Virgil Boekelheide (July 28, 1919 – September 24, 2003) was an American organic chemist and a professor in the department of chemistry at the University of Oregon. He is known for his work on aromatic compounds, particularly cyclophanes, and a name reaction, the Boekelheide reaction, is named after him.

==Education and academic career==
Boekelheide was born in Chelsea, South Dakota to a family of German ancestry. He received his bachelor's degree from Dakota Wesleyan University in 1939. He then received his PhD from the University of Minnesota in 1943, where he worked under the supervision of C. Frederick Koelsch. After three years as an instructor at the University of Illinois Urbana-Champaign, he joined the faculty as a professor at the University of Rochester in 1946. He moved to the University of Oregon in 1960 and remained there for the rest of his research career. He retired in 1984.
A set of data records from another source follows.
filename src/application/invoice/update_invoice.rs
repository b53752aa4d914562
use chrono::NaiveDate;
use rust_decimal::Decimal;
use serde::{Deserialize, Serialize};
use std::sync::Arc;
use uuid::Uuid;

use super::create_invoice::{InvoiceItemDto, validate_invoice_input};
use crate::domain::invoice::{InvoiceData, InvoiceError, InvoiceService};

#[derive(Debug, Deserialize)]
pub struct UpdateInvoiceCommand {
  pub invoice_id: Uuid,
  pub client_id: Uuid,
  pub invoice_number: String,
  pub issue_date: NaiveDate,
  pub due_date: NaiveDate,
  pub items: Vec<InvoiceItemDto>,
  pub tax_rate: Decimal,
  pub is_paid: bool,
  pub notes: Option<String>,
}

#[derive(Debug, Serialize)]
pub struct UpdateInvoiceResponse {
  pub invoice_id: Uuid,
  pub subtotal: Decimal,
  pub tax_amount: Decimal,
  pub total: Decimal,
}

pub struct UpdateInvoiceUseCase {
  invoice_service: Arc<InvoiceService>,
}

impl UpdateInvoiceUseCase {
  pub fn new(invoice_service: Arc<InvoiceService>) -> Self {
    Self { invoice_service }
  }

  pub fn execute(
    &self,
    command: UpdateInvoiceCommand,
  ) -> Result<UpdateInvoiceResponse, InvoiceError> {
    validate_invoice_input(&command.invoice_number, command.tax_rate, &command.items)?;

    self
      .invoice_service
      .get_client(command.client_id)?
      .ok_or(InvoiceError::ClientNotFound(command.client_id))?;

    let items = command.items.into_iter().map(InvoiceItemDto::into_item).collect();
    let invoice = self.invoice_service.update_invoice(
      command.invoice_id,
      InvoiceData {
        client_id: command.client_id,
        invoice_number: command.invoice_number,
        issue_date: command.issue_date,
        due_date: command.due_date,
        items,
        tax_rate: command.tax_rate,
        is_paid: command.is_paid,
        notes: command.notes,
      },
    )?;

    Ok(UpdateInvoiceResponse {
      invoice_id: invoice.id,
      subtotal: invoice.subtotal(),
      tax_amount: invoice.tax_amount(),
      total: invoice.total(),
    })
  }
}
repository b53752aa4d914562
use std::sync::Arc;

use super::entities::CompanySettings;
use super::errors::SettingsError;
use super::ports::SettingsRepository;

pub struct SettingsService {
  settings: Arc<dyn SettingsRepository>,
}

impl SettingsService {
  pub fn new(settings: Arc<dyn SettingsRepository>) -> Self {
    Self { settings }
  }

  pub fn get_settings(&self) -> Result<CompanySettings, SettingsError> {
    self.settings.load()
  }

  pub fn update_settings(&self, settings: CompanySettings) -> Result<CompanySettings, SettingsError> {
    self.settings.save(&settings)?;
    Ok(settings)
  }
}
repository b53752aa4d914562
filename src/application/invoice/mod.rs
pub mod consolidate_line_items;
pub mod create_client;
pub mod create_invoice;
pub mod delete_client;
pub mod delete_invoice;
pub mod get_invoice;
pub mod get_invoice_alerts;
pub mod list_clients;
pub mod list_invoices;
pub mod pick_catalog_product;
pub mod set_invoice_paid;
pub mod update_client;
pub mod update_invoice;

pub use consolidate_line_items::{
  ConsolidateLineItemsCommand, ConsolidateLineItemsResponse, ConsolidateLineItemsUseCase,
};
pub use create_client::{CreateClientCommand, CreateClientResponse, CreateClientUseCase};
pub use create_invoice::{
  CreateInvoiceCommand, CreateInvoiceResponse, CreateInvoiceUseCase, InvoiceItemDto,
};
pub use delete_client::{DeleteClientCommand, DeleteClientUseCase};
pub use delete_invoice::{DeleteInvoiceCommand, DeleteInvoiceUseCase};
pub use get_invoice::{GetInvoiceCommand, GetInvoiceUseCase, InvoiceDetailsResponse};
pub use get_invoice_alerts::{
  GetInvoiceAlertsCommand, GetInvoiceAlertsResponse, GetInvoiceAlertsUseCase, InvoiceAlertDto,
};
pub use list_clients::{ClientDto, ListClientsResponse, ListClientsUseCase};
pub use list_invoices::{InvoiceListItemDto, ListInvoicesResponse, ListInvoicesUseCase};
pub use pick_catalog_product::{
  PickCatalogProductCommand, PickCatalogProductResponse, PickCatalogProductUseCase,
};
pub use set_invoice_paid::{SetInvoicePaidCommand, SetInvoicePaidResponse, SetInvoicePaidUseCase};
pub use update_client::{UpdateClientCommand, UpdateClientResponse, UpdateClientUseCase};
pub use update_invoice::{UpdateInvoiceCommand, UpdateInvoiceResponse, UpdateInvoiceUseCase};
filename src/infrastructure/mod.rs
pub mod config;
pub mod persistence;
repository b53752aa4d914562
use serde::Serialize;
use std::sync::Arc;

use crate::domain::settings::{CompanySettings, SettingsError, SettingsService};

#[derive(Debug, Serialize)]
pub struct SettingsDto {
  pub name: String,
  pub email: String,
  pub address: String,
  pub phone: String,
  pub currency: String,
  pub logo: Option<String>,
}

impl From<CompanySettings> for SettingsDto {
  fn from(settings: CompanySettings) -> Self {
    Self {
      name: settings.name,
      email: settings.email,
      address: settings.address,
      phone: settings.phone,
      currency: settings.currency,
      logo: settings.logo,
    }
  }
}

pub struct GetSettingsUseCase {
  settings_service: Arc<SettingsService>,
}

impl GetSettingsUseCase {
  pub fn new(settings_service: Arc<SettingsService>) -> Self {
    Self { settings_service }
  }

  pub fn execute(&self) -> Result<SettingsDto, SettingsError> {
    Ok(self.settings_service.get_settings()?.into())
  }
}
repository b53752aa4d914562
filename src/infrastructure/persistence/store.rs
use std::collections::HashMap;
use std::fs;
use std::path::PathBuf;
use std::sync::Mutex;

use thiserror::Error;

#[derive(Debug, Error)]
pub enum StoreError {
  #[error("I/O error: {0}")]
  Io(#[from] std::io::Error),

  #[error("Serialization error: {0}")]
  Serialization(#[from] serde_json::Error),
}

/// Whole-value key-value persistence: one serialized collection per key.
///
/// There is no partial update; every write replaces the full stored value,
/// which is what makes repository mutations a plain load-modify-save cycle.
pub trait KeyValueStore: Send + Sync {
  /// Returns the stored value, or `None` when the key has never been written
  /// or the backing data cannot be read.
  fn get(&self, key: &str) -> Option<String>;

  /// Atomically replaces the stored value for `key`.
  fn set(&self, key: &str, value: &str) -> Result<(), StoreError>;
}

/// File-backed store keeping one JSON document per key under a data
/// directory.
pub struct JsonFileStore {
  dir: PathBuf,
}

impl JsonFileStore {
  pub fn new(dir: impl Into<PathBuf>) -> Result<Self, StoreError> {
    let dir = dir.into();
    fs::create_dir_all(&dir)?;
    Ok(Self { dir })
  }

  fn path_for(&self, key: &str) -> PathBuf {
    self.dir.join(format!("{key}.json"))
  }
}

impl KeyValueStore for JsonFileStore {
  fn get(&self, key: &str) -> Option<String> {
    match fs::read_to_string(self.path_for(key)) {
      Ok(value) => Some(value),
      Err(e) if e.kind() == std::io::ErrorKind::NotFound => None,
      Err(e) => {
        tracing::warn!(key, error = %e, "failed to read stored collection, treating as absent");
        None
      }
    }
  }

  fn set(&self, key: &str, value: &str) -> Result<(), StoreError> {
    // Write to a sibling temp file, then rename: readers see either the old
    // value or the new one, never a torn write.
    let path = self.path_for(key);
    let tmp = self.dir.join(format!("{key}.json.tmp"));
    fs::write(&tmp, value)?;
    fs::rename(&tmp, &path)?;
    Ok(())
  }
}

/// In-memory store for tests and embedded use.
#[derive(Default)]
pub struct MemoryStore {
  values: Mutex<HashMap<String, String>>,
}

impl MemoryStore {
  pub fn new() -> Self {
    Self::default()
  }
}

impl KeyValueStore for MemoryStore {
  fn get(&self, key: &str) -> Option<String> {
    self
      .values
      .lock()
      .expect("store mutex poisoned")
      .get(key)
      .cloned()
  }

  fn set(&self, key: &str, value: &str) -> Result<(), StoreError> {
    self
      .values
      .lock()
      .expect("store mutex poisoned")
      .insert(key.to_string(), value.to_string());
    Ok(())
  }
}

#[cfg(test)]
mod tests {
  use super::*;

  #[test]
  fn test_file_store_round_trip() {
    let dir = tempfile::tempdir().unwrap();
    let store = JsonFileStore::new(dir.path()).unwrap();

    assert_eq!(store.get("clients"), None);

    store.set("clients", r#"[{"name":"Acme"}]"#).unwrap();
    assert_eq!(store.get("clients").as_deref(), Some(r#"[{"name":"Acme"}]"#));

    // A second write replaces the whole value.
    store.set("clients", "[]").unwrap();
    assert_eq!(store.get("clients").as_deref(), Some("[]"));
  }

  #[test]
  fn test_file_store_keys_do_not_collide() {
    let dir = tempfile::tempdir().unwrap();
    let store = JsonFileStore::new(dir.path()).unwrap();

    store.set("clients", "[1]").unwrap();
    store.set("invoices", "[2]").unwrap();

    assert_eq!(store.get("clients").as_deref(), Some("[1]"));
    assert_eq!(store.get("invoices").as_deref(), Some("[2]"));
  }

  #[test]
  fn test_memory_store_round_trip() {
    let store = MemoryStore::new();
    assert_eq!(store.get("settings"), None);

    store.set("settings", "{}").unwrap();
    assert_eq!(store.get("settings").as_deref(), Some("{}"));
  }
}
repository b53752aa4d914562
use rust_decimal::Decimal;
use serde::{Deserialize, Serialize};
use std::sync::Arc;
use uuid::Uuid;

use super::create_product::{normalize_sub_categories, validate_product_input};
use crate::domain::catalog::{CatalogError, CatalogService, ProductData};

#[derive(Debug, Deserialize)]
pub struct UpdateProductCommand {
  pub product_id: Uuid,
  pub name: String,
  pub category: String,
  pub sub_categories: Vec<String>,
  pub description: String,
  pub default_price: Decimal,
  pub default_discount: Option<Decimal>,
  pub image: Option<String>,
}

#[derive(Debug, Serialize)]
pub struct UpdateProductResponse {
  pub product_id: Uuid,
  pub name: String,
}

pub struct UpdateProductUseCase {
  catalog_service: Arc<CatalogService>,
}

impl UpdateProductUseCase {
  pub fn new(catalog_service: Arc<CatalogService>) -> Self {
    Self { catalog_service }
  }

  pub fn execute(
    &self,
    command: UpdateProductCommand,
  ) -> Result<UpdateProductResponse, CatalogError> {
    validate_product_input(
      &command.name,
      &command.category,
      command.default_price,
      command.default_discount,
    )?;

    // The record being edited must not match itself.
    if let Some(existing) = self.catalog_service.find_duplicate(
      &command.name,
      &command.category,
      Some(command.product_id),
    )? {
      return Err(CatalogError::DuplicateProduct {
        name: existing.name,
        category: existing.category,
      });
    }

    let product = self.catalog_service.update_product(
      command.product_id,
      ProductData {
        name: command.name,
        category: command.category,
        sub_categories: normalize_sub_categories(command.sub_categories),
        description: command.description,
        default_price: command.default_price,
        default_discount: command.default_discount,
        image: command.image,
      },
    )?;

    Ok(UpdateProductResponse {
      product_id: product.id,
      name: product.name,
    })
  }
}

#[cfg(test)]
mod tests {
  use super::*;
  use crate::infrastructure::persistence::local::LocalProductRepository;
  use crate::infrastructure::persistence::store::MemoryStore;
  use rust_decimal_macros::dec;

  fn catalog() -> Arc<CatalogService> {
    Arc::new(CatalogService::new(Arc::new(LocalProductRepository::new(
      Arc::new(MemoryStore::new()),
    ))))
  }

  fn data(name: &str) -> ProductData {
    ProductData {
      name: name.to_string(),
      category: "Goods".to_string(),
      sub_categories: Vec::new(),
      description: String::new(),
      default_price: dec!(10),
      default_discount: None,
      image: None,
    }
  }

  fn command(product_id: Uuid, name: &str) -> UpdateProductCommand {
    UpdateProductCommand {
      product_id,
      name: name.to_string(),
      category: "Goods".to_string(),
      sub_categories: Vec::new(),
      description: String::new(),
      default_price: dec!(12),
      default_discount: None,
      image: None,
    }
  }

  #[test]
  fn test_update_keeping_own_name_is_not_a_duplicate() {
    let catalog = catalog();
    let widget = catalog.create_product(data("Widget")).unwrap();

    let response = UpdateProductUseCase::new(catalog.clone())
      .execute(command(widget.id, "Widget"))
      .unwrap();

    assert_eq!(response.product_id, widget.id);
    assert_eq!(
      catalog.get_product(widget.id).unwrap().unwrap().default_price,
      dec!(12)
    );
  }

  #[test]
  fn test_renaming_onto_another_product_is_rejected() {
    let catalog = catalog();
    catalog.create_product(data("Widget")).unwrap();
    let gadget = catalog.create_product(data("Gadget")).unwrap();

    let err = UpdateProductUseCase::new(catalog)
      .execute(command(gadget.id, "Widget"))
      .unwrap_err();

    assert!(matches!(err, CatalogError::DuplicateProduct { .. }));
  }

  #[test]
  fn test_unknown_product_fails_with_not_found() {
    let missing = Uuid::new_v4();
    let err = UpdateProductUseCase::new(catalog())
      .execute(command(missing, "Widget"))
      .unwrap_err();

    assert!(matches!(err, CatalogError::ProductNotFound(id) if id == missing));
  }
}
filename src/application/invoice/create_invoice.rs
use chrono::NaiveDate;
use rust_decimal::Decimal;
use serde::{Deserialize, Serialize};
use std::sync::Arc;
use uuid::Uuid;

use crate::domain::invoice::{InvoiceData, InvoiceError, InvoiceItem, InvoiceService};

/// Line item as exchanged with callers. `id` is kept when present so edits
/// preserve line identity; new lines get a fresh id on conversion.
#[derive(Debug, Clone, Serialize, Deserialize)]
pub struct InvoiceItemDto {
  pub id: Option<Uuid>,
  pub description: String,
  pub quantity: Decimal,
  pub unit_price: Decimal,
  pub discount: Option<Decimal>,
}

impl InvoiceItemDto {
  pub fn into_item(self) -> InvoiceItem {
    let mut item = InvoiceItem::new(self.description, self.quantity, self.unit_price, self.discount);
    if let Some(id) = self.id {
      item.id = id;
    }
    item
  }

  pub fn from_item(item: &InvoiceItem) -> Self {
    Self {
      id: Some(item.id),
      description: item.description.clone(),
      quantity: item.quantity,
      unit_price: item.unit_price,
      discount: item.discount,
    }
  }
}

/// Input gate shared by invoice creation and update. The calculation engine
/// itself is permissive, so rejecting degenerate input happens here.
pub(super) fn validate_invoice_input(
  invoice_number: &str,
  tax_rate: Decimal,
  items: &[InvoiceItemDto],
) -> Result<(), InvoiceError> {
  if invoice_number.trim().is_empty() {
    return Err(InvoiceError::Validation("Invoice number is required".to_string()));
  }
  if tax_rate < Decimal::ZERO {
    return Err(InvoiceError::Validation("Tax rate cannot be negative".to_string()));
  }
  if items.is_empty() {
    return Err(InvoiceError::Validation("At least one item is required".to_string()));
  }

  for item in items {
    if item.description.trim().is_empty() {
      return Err(InvoiceError::Validation("Item description is required".to_string()));
    }
    if item.quantity <= Decimal::ZERO {
      return Err(InvoiceError::Validation("Quantity must be greater than 0".to_string()));
    }
    if item.unit_price < Decimal::ZERO {
      return Err(InvoiceError::Validation("Price cannot be negative".to_string()));
    }
    if let Some(discount) = item.discount {
      if discount < Decimal::ZERO || discount > Decimal::ONE_HUNDRED {
        return Err(InvoiceError::Validation(
          "Discount must be between 0 and 100".to_string(),
        ));
      }
    }
  }

  Ok(())
}

#[derive(Debug, Deserialize)]
pub struct CreateInvoiceCommand {
  pub client_id: Uuid,
  pub invoice_number: String,
  pub issue_date: NaiveDate,
  pub due_date: NaiveDate,
  pub items: Vec<InvoiceItemDto>,
  /// Fractional rate, 0.05 means 5%.
  pub tax_rate: Decimal,
  pub is_paid: bool,
  pub notes: Option<String>,
}

#[derive(Debug, Serialize)]
pub struct CreateInvoiceResponse {
  pub invoice_id: Uuid,
  pub invoice_number: String,
  pub subtotal: Decimal,
  pub tax_amount: Decimal,
  pub total: Decimal,
}

pub struct CreateInvoiceUseCase {
  invoice_service: Arc<InvoiceService>,
}

impl CreateInvoiceUseCase {
  pub fn new(invoice_service: Arc<InvoiceService>) -> Self {
    Self { invoice_service }
  }

  pub fn execute(
    &self,
    command: CreateInvoiceCommand,
  ) -> Result<CreateInvoiceResponse, InvoiceError> {
    validate_invoice_input(&command.invoice_number, command.tax_rate, &command.items)?;

    self
      .invoice_service
      .get_client(command.client_id)?
      .ok_or(InvoiceError::ClientNotFound(command.client_id))?;

    let items = command.items.into_iter().map(InvoiceItemDto::into_item).collect();
    let invoice = self.invoice_service.create_invoice(InvoiceData {
      client_id: command.client_id,
      invoice_number: command.invoice_number,
      issue_date: command.issue_date,
      due_date: command.due_date,
      items,
      tax_rate: command.tax_rate,
      is_paid: command.is_paid,
      notes: command.notes,
    })?;

    Ok(CreateInvoiceResponse {
      invoice_id: invoice.id,
      invoice_number: invoice.invoice_number.clone(),
      subtotal: invoice.subtotal(),
      tax_amount: invoice.tax_amount(),
      total: invoice.total(),
    })
  }
}

#[cfg(test)]
mod tests {
  use super::*;
  use crate::domain::invoice::ClientData;
  use crate::infrastructure::persistence::local::{LocalClientRepository, LocalInvoiceRepository};
  use crate::infrastructure::persistence::store::MemoryStore;
  use rust_decimal_macros::dec;

  fn service() -> Arc<InvoiceService> {
    let store = Arc::new(MemoryStore::new());
    Arc::new(InvoiceService::new(
      Arc::new(LocalClientRepository::new(store.clone())),
      Arc::new(LocalInvoiceRepository::new(store)),
    ))
  }

  fn known_client(service: &InvoiceService) -> Uuid {
    service
      .create_client(ClientData {
        name: "Acme".to_string(),
        email: "billing@acme.test".to_string(),
        address: "1 Main St".to_string(),
        phone: "555-0100".to_string(),
      })
      .unwrap()
      .id
  }

  fn item(description: &str, quantity: Decimal, unit_price: Decimal) -> InvoiceItemDto {
    InvoiceItemDto {
      id: None,
      description: description.to_string(),
      quantity,
      unit_price,
      discount: None,
    }
  }

  fn command(client_id: Uuid) -> CreateInvoiceCommand {
    CreateInvoiceCommand {
      client_id,
      invoice_number: "INV-001".to_string(),
      issue_date: NaiveDate::from_ymd_opt(2024, 6, 1).unwrap(),
      due_date: NaiveDate::from_ymd_opt(2024, 6, 30).unwrap(),
      items: vec![item("Design work", dec!(2), dec!(50))],
      tax_rate: dec!(0.05),
      is_paid: false,
      notes: None,
    }
  }

  #[test]
  fn test_creates_invoice_with_derived_totals() {
    let service = service();
    let client_id = known_client(&service);

    let response = CreateInvoiceUseCase::new(service).execute(command(client_id)).unwrap();

    assert_eq!(response.subtotal, dec!(100));
    assert_eq!(response.tax_amount, dec!(5));
    assert_eq!(response.total, dec!(105));
  }

  #[test]
  fn test_unknown_client_is_rejected() {
    let err = CreateInvoiceUseCase::new(service())
      .execute(command(Uuid::new_v4()))
      .unwrap_err();
    assert!(matches!(err, InvoiceError::ClientNotFound(_)));
  }

  #[test]
  fn test_rejects_empty_item_list() {
    let service = service();
    let client_id = known_client(&service);
    let mut command = command(client_id);
    command.items.clear();

    let err = CreateInvoiceUseCase::new(service).execute(command).unwrap_err();
    assert!(matches!(err, InvoiceError::Validation(msg) if msg.contains("At least one item")));
  }

  #[test]
  fn test_rejects_degenerate_line_items() {
    let zero_quantity = vec![item("Design", dec!(0), dec!(50))];
    let negative_price = vec![item("Design", dec!(1), dec!(-5))];
    let oversized_discount = vec![InvoiceItemDto {
      discount: Some(dec!(101)),
      ..item("Design", dec!(1), dec!(50))
    }];

    for items in [zero_quantity, negative_price, oversized_discount] {
      assert!(matches!(
        validate_invoice_input("INV-001", dec!(0.05), &items),
        Err(InvoiceError::Validation(_))
      ));
    }

    assert!(validate_invoice_input("INV-001", dec!(0.05), &[item("Design", dec!(1), dec!(0))]).is_ok());
  }

  #[test]
  fn test_rejects_blank_invoice_number() {
    assert!(matches!(
      validate_invoice_input("  ", dec!(0.05), &[item("Design", dec!(1), dec!(50))]),
      Err(InvoiceError::Validation(msg)) if msg.contains("Invoice number")
    ));
  }
}
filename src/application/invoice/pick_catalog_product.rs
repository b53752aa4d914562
use serde::{Deserialize, Serialize};
use std::sync::Arc;
use uuid::Uuid;

use super::create_invoice::InvoiceItemDto;
use crate::domain::catalog::{CatalogError, CatalogService};
use crate::domain::invoice::{ProductPick, apply_product_to_line};

#[derive(Debug, Deserialize)]
pub struct PickCatalogProductCommand {
  pub items: Vec<InvoiceItemDto>,
  /// Index of the line being edited.
  pub index: usize,
  pub product_id: Uuid,
}

#[derive(Debug, Serialize)]
pub struct PickCatalogProductResponse {
  pub items: Vec<InvoiceItemDto>,
  /// Set when the edited line was folded into an existing identical line.
  pub merged_into: Option<Uuid>,
}

pub struct PickCatalogProductUseCase {
  catalog_service: Arc<CatalogService>,
}

impl PickCatalogProductUseCase {
  pub fn new(catalog_service: Arc<CatalogService>) -> Self {
    Self { catalog_service }
  }

  pub fn execute(
    &self,
    command: PickCatalogProductCommand,
  ) -> Result<PickCatalogProductResponse, CatalogError> {
    if command.index >= command.items.len() {
      return Err(CatalogError::Validation("Line index out of range".to_string()));
    }

    let product = self
      .catalog_service
      .get_product(command.product_id)?
      .ok_or(CatalogError::ProductNotFound(command.product_id))?;

    let mut items: Vec<_> = command
      .items
      .into_iter()
      .map(InvoiceItemDto::into_item)
      .collect();

    let merged_into = match apply_product_to_line(&mut items, command.index, &product) {
      ProductPick::MergedInto { item_id } => Some(item_id),
      ProductPick::Applied => None,
    };

    Ok(PickCatalogProductResponse {
      items: items.iter().map(InvoiceItemDto::from_item).collect(),
      merged_into,
    })
  }
}
use thiserror::Error;
use uuid::Uuid;

#[derive(Debug, Error)]
pub enum InvoiceError {
  #[error("Validation error: {0}")]
  Validation(String),

  #[error("Client not found: {0}")]
  ClientNotFound(Uuid),

  #[error("Invoice not found: {0}")]
  InvoiceNotFound(Uuid),

  #[error("Storage error: {0}")]
  Storage(String),
}
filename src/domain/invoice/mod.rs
pub mod alerts;
pub mod entities;
pub mod errors;
pub mod line_items;
pub mod ports;
pub mod services;

pub use alerts::{AlertKind, InvoiceAlert, invoice_alerts};
pub use entities::{Client, Invoice, InvoiceItem, InvoiceTotals};
pub use errors::InvoiceError;
pub use line_items::{
  ProductPick, apply_product_to_line, composed_description, consolidate_items,
  has_possible_duplicates,
};
pub use ports::{ClientRepository, InvoiceRepository};
pub use services::{ClientData, InvoiceData, InvoiceService};
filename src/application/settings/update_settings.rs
use serde::Deserialize;
use std::sync::Arc;

use super::get_settings::SettingsDto;
use crate::domain::settings::{CompanySettings, SettingsError, SettingsService};

#[derive(Debug, Deserialize)]
pub struct UpdateSettingsCommand {
  pub name: String,
  pub email: String,
  pub address: String,
  pub phone: String,
  pub currency: String,
  pub logo: Option<String>,
}

pub struct UpdateSettingsUseCase {
  settings_service: Arc<SettingsService>,
}

impl UpdateSettingsUseCase {
  pub fn new(settings_service: Arc<SettingsService>) -> Self {
    Self { settings_service }
  }

  pub fn execute(&self, command: UpdateSettingsCommand) -> Result<SettingsDto, SettingsError> {
    if command.name.trim().is_empty() {
      return Err(SettingsError::Validation("Company name is required".to_string()));
    }

    let settings = self.settings_service.update_settings(CompanySettings {
      name: command.name,
      email: command.email,
      address: command.address,
      phone: command.phone,
      currency: command.currency,
      logo: command.logo,
    })?;

    Ok(settings.into())
  }
}

#[cfg(test)]
mod tests {
  use super::*;
  use crate::infrastructure::persistence::local::LocalSettingsRepository;
  use crate::infrastructure::persistence::store::MemoryStore;

  fn service() -> Arc<SettingsService> {
    Arc::new(SettingsService::new(Arc::new(LocalSettingsRepository::new(
      Arc::new(MemoryStore::new()),
    ))))
  }

  fn command(name: &str) -> UpdateSettingsCommand {
    UpdateSettingsCommand {
      name: name.to_string(),
      email: "ops@studio.test".to_string(),
      address: "9 North Rd".to_string(),
      phone: "555-0199".to_string(),
      currency: "€".to_string(),
      logo: None,
    }
  }

  #[test]
  fn test_update_persists_the_new_record() {
    let service = service();
    UpdateSettingsUseCase::new(service.clone())
      .execute(command("Studio North"))
      .unwrap();

    let stored = service.get_settings().unwrap();
    assert_eq!(stored.name, "Studio North");
    assert_eq!(stored.currency, "€");
  }

  #[test]
  fn test_blank_company_name_is_rejected() {
    let err = UpdateSettingsUseCase::new(service())
      .execute(command("  "))
      .unwrap_err();
    assert!(matches!(err, SettingsError::Validation(_)));
  }
}
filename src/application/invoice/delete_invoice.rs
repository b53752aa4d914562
use serde::Deserialize;
use std::sync::Arc;
use uuid::Uuid;

use crate::domain::invoice::{InvoiceError, InvoiceService};

#[derive(Debug, Deserialize)]
pub struct DeleteInvoiceCommand {
  pub invoice_id: Uuid,
}

pub struct DeleteInvoiceUseCase {
  invoice_service: Arc<InvoiceService>,
}

impl DeleteInvoiceUseCase {
  pub fn new(invoice_service: Arc<InvoiceService>) -> Self {
    Self { invoice_service }
  }

  pub fn execute(&self, command: DeleteInvoiceCommand) -> Result<(), InvoiceError> {
    self.invoice_service.delete_invoice(command.invoice_id)
  }
}
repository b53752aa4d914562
pub mod consolidate_catalog;
pub mod create_product;
pub mod delete_product;
pub mod find_duplicate_product;
pub mod list_products;
pub mod update_product;

pub use consolidate_catalog::{ConsolidateCatalogResponse, ConsolidateCatalogUseCase};
pub use create_product::{CreateProductCommand, CreateProductResponse, CreateProductUseCase};
pub use delete_product::{DeleteProductCommand, DeleteProductUseCase};
pub use find_duplicate_product::{
  FindDuplicateProductCommand, FindDuplicateProductResponse, FindDuplicateProductUseCase,
};
pub use list_products::{ListProductsResponse, ListProductsUseCase, ProductDto};
pub use update_product::{UpdateProductCommand, UpdateProductResponse, UpdateProductUseCase};
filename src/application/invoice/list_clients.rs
use serde::Serialize;
use std::sync::Arc;
use uuid::Uuid;

use crate::domain::invoice::{Client, InvoiceError, InvoiceService};

#[derive(Debug, Serialize)]
pub struct ClientDto {
  pub id: Uuid,
  pub name: String,
  pub email: String,
  pub address: String,
  pub phone: String,
}

impl From<Client> for ClientDto {
  fn from(client: Client) -> Self {
    Self {
      id: client.id,
      name: client.name,
      email: client.email,
      address: client.address,
      phone: client.phone,
    }
  }
}

#[derive(Debug, Serialize)]
pub struct ListClientsResponse {
  pub clients: Vec<ClientDto>,
}

pub struct ListClientsUseCase {
  invoice_service: Arc<InvoiceService>,
}

impl ListClientsUseCase {
  pub fn new(invoice_service: Arc<InvoiceService>) -> Self {
    Self { invoice_service }
  }

  pub fn execute(&self) -> Result<ListClientsResponse, InvoiceError> {
    let clients = self
      .invoice_service
      .list_clients()?
      .into_iter()
      .map(ClientDto::from)
      .collect();

    Ok(ListClientsResponse { clients })
  }
}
Boekelheide was awarded the Guggenheim Fellowship in 1953 and was an Alexander von Humboldt Fellow, permitting him to spend time as a visiting scientist in Germany. He was elected to the National Academy of Sciences in 1962.

==Research==

Chemical structure of superphane

Boekelheide began his research career studying alkaloid natural products, but later refocused his interests on aromaticity, particularly bridged compounds known as cyclophanes. He was the first to synthesize the sixfold-bridged cyclophane compound known as superphane, a molecule of interest due to its unique pi-stacking intramolecular interactions.

A name reaction, the Boekelheide reaction, is named after him following his publication in 1954.

==Personal life==
Especially in later life, Boekelheide was a patron of the arts in Eugene, Oregon, serving as president of the Eugene Ballet Society from 1988 to 1991. He and his wife had three children.